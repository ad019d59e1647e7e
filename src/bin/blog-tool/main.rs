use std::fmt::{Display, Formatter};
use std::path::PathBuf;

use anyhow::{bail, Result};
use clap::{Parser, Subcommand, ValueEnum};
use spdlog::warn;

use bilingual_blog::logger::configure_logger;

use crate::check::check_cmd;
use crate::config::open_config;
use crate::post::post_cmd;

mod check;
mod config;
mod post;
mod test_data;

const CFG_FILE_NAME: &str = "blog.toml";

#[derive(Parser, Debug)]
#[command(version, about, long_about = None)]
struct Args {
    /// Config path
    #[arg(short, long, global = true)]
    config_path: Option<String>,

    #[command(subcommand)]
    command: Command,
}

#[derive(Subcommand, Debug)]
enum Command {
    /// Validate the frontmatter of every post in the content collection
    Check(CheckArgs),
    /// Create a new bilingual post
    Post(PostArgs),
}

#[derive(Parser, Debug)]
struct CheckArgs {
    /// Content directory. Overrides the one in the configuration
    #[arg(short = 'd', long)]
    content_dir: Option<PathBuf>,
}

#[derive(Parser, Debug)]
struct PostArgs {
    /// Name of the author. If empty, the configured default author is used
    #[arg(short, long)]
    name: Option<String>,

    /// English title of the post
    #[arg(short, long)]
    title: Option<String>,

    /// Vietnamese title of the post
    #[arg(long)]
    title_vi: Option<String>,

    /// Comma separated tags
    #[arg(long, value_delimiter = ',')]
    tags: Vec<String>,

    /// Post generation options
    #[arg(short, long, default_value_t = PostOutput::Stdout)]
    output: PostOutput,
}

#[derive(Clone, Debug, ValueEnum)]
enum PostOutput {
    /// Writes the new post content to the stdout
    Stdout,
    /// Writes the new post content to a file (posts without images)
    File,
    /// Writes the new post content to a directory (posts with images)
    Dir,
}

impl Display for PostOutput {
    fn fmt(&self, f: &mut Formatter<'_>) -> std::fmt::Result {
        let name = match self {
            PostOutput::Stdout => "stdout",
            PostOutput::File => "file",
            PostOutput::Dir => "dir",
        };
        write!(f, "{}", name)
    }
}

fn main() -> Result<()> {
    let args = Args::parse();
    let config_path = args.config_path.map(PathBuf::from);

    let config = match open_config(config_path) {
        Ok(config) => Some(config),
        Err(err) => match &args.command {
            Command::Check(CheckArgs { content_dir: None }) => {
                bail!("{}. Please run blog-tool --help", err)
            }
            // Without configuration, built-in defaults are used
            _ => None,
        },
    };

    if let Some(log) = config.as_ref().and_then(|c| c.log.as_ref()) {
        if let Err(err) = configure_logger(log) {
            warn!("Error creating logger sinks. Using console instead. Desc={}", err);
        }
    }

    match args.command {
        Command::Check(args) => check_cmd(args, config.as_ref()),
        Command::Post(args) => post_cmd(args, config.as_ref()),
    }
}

────────

Exercise brief: The answer should be nothing but the number of lines in this data that include "struct".

Exercise answer: 3